(Saved entries)

=======

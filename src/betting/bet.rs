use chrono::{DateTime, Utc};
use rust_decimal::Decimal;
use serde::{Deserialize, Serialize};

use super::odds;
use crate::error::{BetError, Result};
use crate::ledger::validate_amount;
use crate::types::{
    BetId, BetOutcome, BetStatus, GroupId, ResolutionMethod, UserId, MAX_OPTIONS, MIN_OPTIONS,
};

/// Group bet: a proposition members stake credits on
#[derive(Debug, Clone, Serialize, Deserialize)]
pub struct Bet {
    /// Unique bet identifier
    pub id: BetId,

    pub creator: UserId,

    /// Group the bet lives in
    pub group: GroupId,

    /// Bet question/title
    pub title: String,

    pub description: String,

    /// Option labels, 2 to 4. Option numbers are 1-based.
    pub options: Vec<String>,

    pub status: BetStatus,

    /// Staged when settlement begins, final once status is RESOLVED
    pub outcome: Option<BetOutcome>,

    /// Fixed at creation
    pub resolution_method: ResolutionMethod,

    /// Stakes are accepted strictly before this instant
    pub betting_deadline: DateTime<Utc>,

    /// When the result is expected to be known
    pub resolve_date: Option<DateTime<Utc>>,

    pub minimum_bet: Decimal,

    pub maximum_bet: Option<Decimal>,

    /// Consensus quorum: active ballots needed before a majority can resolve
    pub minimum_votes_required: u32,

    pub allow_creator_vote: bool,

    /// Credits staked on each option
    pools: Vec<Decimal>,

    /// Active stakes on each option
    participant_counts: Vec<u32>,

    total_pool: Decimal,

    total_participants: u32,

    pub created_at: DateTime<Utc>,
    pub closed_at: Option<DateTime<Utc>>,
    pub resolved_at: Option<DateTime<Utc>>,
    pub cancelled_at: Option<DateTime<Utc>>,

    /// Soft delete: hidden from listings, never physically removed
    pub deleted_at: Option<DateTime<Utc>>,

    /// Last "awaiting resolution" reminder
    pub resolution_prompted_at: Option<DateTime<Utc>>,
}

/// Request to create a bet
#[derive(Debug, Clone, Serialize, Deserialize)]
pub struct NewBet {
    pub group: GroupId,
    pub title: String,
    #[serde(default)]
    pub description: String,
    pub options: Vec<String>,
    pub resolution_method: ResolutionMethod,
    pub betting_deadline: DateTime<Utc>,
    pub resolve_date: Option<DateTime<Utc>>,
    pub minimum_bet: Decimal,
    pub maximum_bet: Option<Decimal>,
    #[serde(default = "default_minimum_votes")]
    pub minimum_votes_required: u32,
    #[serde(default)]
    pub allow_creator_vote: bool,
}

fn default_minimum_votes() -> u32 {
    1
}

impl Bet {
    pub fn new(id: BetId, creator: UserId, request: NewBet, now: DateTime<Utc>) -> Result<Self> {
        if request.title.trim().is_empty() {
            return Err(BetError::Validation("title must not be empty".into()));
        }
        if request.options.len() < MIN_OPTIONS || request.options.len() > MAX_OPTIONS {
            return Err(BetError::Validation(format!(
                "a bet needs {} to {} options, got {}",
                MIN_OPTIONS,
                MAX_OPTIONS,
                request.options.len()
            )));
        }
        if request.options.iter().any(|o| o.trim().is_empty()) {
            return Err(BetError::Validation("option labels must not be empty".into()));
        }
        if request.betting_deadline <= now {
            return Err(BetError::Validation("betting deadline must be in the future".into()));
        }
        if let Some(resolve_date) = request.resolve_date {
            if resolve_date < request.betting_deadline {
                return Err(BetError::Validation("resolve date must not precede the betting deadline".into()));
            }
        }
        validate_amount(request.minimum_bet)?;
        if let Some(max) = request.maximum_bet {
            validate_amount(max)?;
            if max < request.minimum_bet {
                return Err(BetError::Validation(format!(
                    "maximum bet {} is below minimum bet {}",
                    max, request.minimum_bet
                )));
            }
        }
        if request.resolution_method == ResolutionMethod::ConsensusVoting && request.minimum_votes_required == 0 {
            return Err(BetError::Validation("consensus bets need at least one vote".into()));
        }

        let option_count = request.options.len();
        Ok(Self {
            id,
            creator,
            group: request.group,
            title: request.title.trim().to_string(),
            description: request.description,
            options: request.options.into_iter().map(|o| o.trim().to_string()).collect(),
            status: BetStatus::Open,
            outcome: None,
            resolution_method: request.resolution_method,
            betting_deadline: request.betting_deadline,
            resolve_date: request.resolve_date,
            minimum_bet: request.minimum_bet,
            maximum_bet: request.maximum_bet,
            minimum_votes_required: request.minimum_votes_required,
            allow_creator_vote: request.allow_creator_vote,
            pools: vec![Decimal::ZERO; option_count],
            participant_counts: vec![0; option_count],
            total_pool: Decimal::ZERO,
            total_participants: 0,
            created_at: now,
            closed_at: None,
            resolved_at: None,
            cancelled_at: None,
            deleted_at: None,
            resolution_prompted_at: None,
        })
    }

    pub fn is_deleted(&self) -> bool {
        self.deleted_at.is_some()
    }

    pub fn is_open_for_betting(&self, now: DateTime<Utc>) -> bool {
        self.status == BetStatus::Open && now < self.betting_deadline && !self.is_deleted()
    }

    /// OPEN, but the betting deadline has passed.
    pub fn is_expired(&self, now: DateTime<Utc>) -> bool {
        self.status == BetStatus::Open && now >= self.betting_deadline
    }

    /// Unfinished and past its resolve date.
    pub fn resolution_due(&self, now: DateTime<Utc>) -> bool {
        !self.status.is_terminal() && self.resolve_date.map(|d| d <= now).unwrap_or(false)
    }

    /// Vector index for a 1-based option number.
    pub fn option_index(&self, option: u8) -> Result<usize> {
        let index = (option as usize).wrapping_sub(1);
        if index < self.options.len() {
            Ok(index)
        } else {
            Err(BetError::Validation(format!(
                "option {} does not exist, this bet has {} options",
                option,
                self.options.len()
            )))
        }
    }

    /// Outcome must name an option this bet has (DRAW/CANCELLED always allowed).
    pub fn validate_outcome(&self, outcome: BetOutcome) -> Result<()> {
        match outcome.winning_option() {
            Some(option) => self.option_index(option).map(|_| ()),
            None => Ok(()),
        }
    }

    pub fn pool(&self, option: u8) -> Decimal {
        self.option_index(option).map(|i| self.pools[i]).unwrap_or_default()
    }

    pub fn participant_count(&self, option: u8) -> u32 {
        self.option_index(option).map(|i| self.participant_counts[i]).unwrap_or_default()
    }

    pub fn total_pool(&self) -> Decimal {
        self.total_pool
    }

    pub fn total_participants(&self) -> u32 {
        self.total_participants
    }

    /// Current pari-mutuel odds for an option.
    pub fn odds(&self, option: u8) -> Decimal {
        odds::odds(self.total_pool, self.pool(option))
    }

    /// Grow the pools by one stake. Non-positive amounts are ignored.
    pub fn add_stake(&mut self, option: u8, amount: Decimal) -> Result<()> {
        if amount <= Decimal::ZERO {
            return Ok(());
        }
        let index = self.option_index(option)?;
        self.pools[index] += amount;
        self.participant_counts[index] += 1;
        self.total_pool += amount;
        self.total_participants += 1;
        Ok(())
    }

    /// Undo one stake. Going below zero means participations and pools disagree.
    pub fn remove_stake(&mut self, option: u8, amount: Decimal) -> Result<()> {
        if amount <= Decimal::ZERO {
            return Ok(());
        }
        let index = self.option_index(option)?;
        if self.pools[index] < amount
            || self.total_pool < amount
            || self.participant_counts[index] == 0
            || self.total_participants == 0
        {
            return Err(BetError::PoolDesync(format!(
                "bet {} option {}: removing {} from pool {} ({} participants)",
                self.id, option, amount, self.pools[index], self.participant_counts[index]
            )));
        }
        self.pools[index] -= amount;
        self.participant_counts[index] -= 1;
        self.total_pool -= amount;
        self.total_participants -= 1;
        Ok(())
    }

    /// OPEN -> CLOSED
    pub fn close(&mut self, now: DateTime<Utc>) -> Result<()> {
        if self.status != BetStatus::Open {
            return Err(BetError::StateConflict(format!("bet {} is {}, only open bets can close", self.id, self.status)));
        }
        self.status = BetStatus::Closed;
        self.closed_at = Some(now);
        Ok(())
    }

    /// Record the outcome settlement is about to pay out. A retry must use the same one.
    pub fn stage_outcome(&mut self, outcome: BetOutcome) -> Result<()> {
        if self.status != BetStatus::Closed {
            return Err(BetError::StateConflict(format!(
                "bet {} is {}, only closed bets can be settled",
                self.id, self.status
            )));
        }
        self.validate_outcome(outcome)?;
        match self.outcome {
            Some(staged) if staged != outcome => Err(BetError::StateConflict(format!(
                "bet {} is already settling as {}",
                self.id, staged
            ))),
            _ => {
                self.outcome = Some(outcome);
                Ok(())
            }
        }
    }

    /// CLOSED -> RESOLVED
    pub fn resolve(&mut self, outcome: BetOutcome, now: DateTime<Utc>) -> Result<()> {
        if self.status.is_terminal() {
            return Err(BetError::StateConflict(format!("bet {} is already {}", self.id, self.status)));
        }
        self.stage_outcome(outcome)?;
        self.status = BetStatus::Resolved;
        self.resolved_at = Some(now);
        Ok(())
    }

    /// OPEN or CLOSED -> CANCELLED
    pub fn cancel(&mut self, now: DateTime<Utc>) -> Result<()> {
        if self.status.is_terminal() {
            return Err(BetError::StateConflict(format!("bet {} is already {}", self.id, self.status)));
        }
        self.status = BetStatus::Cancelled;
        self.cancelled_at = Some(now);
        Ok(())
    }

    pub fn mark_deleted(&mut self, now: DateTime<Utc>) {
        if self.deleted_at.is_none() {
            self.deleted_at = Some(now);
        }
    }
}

=======

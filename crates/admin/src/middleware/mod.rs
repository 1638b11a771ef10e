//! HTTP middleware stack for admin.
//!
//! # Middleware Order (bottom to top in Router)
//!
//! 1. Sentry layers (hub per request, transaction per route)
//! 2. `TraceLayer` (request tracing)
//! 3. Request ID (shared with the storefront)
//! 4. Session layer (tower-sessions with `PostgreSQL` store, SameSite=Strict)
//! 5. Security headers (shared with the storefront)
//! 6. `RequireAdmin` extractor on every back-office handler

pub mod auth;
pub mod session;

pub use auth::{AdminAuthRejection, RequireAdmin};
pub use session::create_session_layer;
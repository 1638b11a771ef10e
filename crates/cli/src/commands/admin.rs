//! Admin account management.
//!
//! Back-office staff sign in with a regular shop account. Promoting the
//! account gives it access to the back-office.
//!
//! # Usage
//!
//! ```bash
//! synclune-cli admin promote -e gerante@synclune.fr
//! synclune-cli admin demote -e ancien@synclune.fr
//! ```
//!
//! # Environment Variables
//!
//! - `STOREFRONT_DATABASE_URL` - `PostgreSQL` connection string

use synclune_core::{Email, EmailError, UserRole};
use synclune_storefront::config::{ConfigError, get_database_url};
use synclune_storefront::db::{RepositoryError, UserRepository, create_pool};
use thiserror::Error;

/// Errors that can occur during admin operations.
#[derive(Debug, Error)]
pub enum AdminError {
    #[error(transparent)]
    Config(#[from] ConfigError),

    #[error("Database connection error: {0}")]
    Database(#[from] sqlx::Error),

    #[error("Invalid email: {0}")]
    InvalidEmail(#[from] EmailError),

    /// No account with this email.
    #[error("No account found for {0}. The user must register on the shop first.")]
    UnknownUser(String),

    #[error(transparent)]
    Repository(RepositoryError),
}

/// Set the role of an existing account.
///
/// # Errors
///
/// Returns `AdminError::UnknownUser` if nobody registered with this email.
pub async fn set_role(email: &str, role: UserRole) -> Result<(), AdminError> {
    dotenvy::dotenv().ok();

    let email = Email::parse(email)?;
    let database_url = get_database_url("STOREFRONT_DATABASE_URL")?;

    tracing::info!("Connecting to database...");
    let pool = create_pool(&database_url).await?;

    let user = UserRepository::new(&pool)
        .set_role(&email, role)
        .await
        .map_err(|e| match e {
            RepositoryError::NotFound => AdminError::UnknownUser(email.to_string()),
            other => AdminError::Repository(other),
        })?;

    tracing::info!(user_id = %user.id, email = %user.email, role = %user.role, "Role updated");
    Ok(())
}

=======

Your task>
Return, from the entries, each line that holds "Errors".

Answer to the exercise>
/// Errors that can occur during admin operations.
/// # Errors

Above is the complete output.